This task will go over improvements I want to suggest to the Draw Manager color management. This ticket is in discussion, in the hope to get viewpoints of experts about the subject.
The scope of this ticket is limited to the draw manager as there are some isolated issues here. After the design is approved, the engineering plan can be written. In the engineering plan we will go on the how and code-technical implications.
**Current Situation**
DrawManager is used in many areas with other target colorspace needs than currently available. DrawManager has a flag `do_colormanagement`, what can either be on or off. When its on, it is up to the draw engines to do the correct expected color management actions. Most of the time this has been implemented with a lot of assumptions about colorspace of the input and output.
For example:
* Workbench, Grease Pencil assumes that this flag can be used to detect the colorspace of the input and output buffers (Rec709 vs sRGB). Both don't use the scene color management settings for this, but fixed transform functions.
* Overlay engines assumes that their input and output is always in sRGB.
Usages of DrawManager
* Drawing of the 3d viewport to the display: the draw manager will render workbench, eevee, greasepencil, external render engines and additional overlays directly to the device output.
* Viewport rendering: The draw manager will render workbench, eevee, greasepencil, external render engines and additional overlays to an render result. results are stored in Rec709.
* Scene Strip: the draw manager will render workbench/eevee and greasepencil results are stored in an ImageBuffer in (sRGB during editing, during final rendering the Image Rendering is used).
* Image Rendering: the draw manager will render workbench/eevee and greasepencil results is stored in an Image buffer in Rec709.
* PyAPI: render.opengl
**Issues**
* When doing viewport rendering the color management is done on the CPU what is typically slow.
* When doing viewport rendering the overlay engine assumes that the input/output buffers are sRGB, but in fact they aren't, they are still scene Rec709.
* When using a scene strip the buffer is not converted to sequencer, but to sRGB. With the default settings these are the same, but when users change it...
* Rendering greasepencil results in different results in the different situations.
* Movieclips/Images as Camera Background Images/Image empties do not respect color management settings of the image. They assume (as all overlay engines) that they input/output is in sRGB and are only able to handle Rec709 and sRGB images/movieclips.
* ...
**Proposal**
* Generated GLSL color transfer functions by OpenColorIO configuration. `common_colormanagement_lib.glsl`. Make the functions OpenColorIO role based. this way it is more clear what function to use in what situation. The role based approach would also limit the configurations that needs to be handled by the shader. But some color management pre-processing needs to be done when images are not using a space defined by the role there in.

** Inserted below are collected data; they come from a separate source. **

//! Network identification and chain-id mapping.

use std::fmt;
use std::str::FromStr;

use crate::error::Error;

/// The network a transaction is bound to.
///
/// Each network maps to a fixed chain id that is embedded in every
/// transaction, so a transaction signed for one network cannot be replayed
/// on another.
#[derive(Clone, Copy, Debug, PartialEq, Eq, Hash, Default)]
pub enum Network {
    /// Production network.
    #[default]
    Mainnet,
    /// Public test network.
    Testnet,
    /// Development network.
    Devnet,
}

impl Network {
    /// The chain id token for this network.
    pub fn chain_id(&self) -> &'static str {
        match self {
            Network::Mainnet => "1",
            Network::Testnet => "T",
            Network::Devnet => "D",
        }
    }

    /// Default public API gateway for this network.
    pub fn default_api_url(&self) -> &'static str {
        match self {
            Network::Mainnet => "https://api.multiversx.com",
            Network::Testnet => "https://testnet-api.multiversx.com",
            Network::Devnet => "https://devnet-api.multiversx.com",
        }
    }

    /// Returns the network identifier string.
    pub fn as_str(&self) -> &'static str {
        match self {
            Network::Mainnet => "mainnet",
            Network::Testnet => "testnet",
            Network::Devnet => "devnet",
        }
    }
}

impl FromStr for Network {
    type Err = Error;

    /// Parse a network name, case-insensitively.
    fn from_str(s: &str) -> Result<Self, Self::Err> {
        match s.trim().to_ascii_lowercase().as_str() {
            "mainnet" => Ok(Network::Mainnet),
            "testnet" => Ok(Network::Testnet),
            "devnet" => Ok(Network::Devnet),
            _ => Err(Error::InvalidNetwork(s.to_string())),
        }
    }
}

impl fmt::Display for Network {
    fn fmt(&self, f: &mut fmt::Formatter<'_>) -> fmt::Result {
        f.write_str(self.as_str())
    }
}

* To be able to set a target OpenColorIO role, when drawing to an offscreen buffer. At the end of the drawing the offscreen buffer is then converted to the ColorSpace that is in the colormanagement configuration for that specific Role.
* Make sure that when overlays are drawn, the input buffers are transferred to the expected color space (display), and transferred back afterwards. Note that color transfers are not reversible and that leads to other artifacts. This part still needs more thought.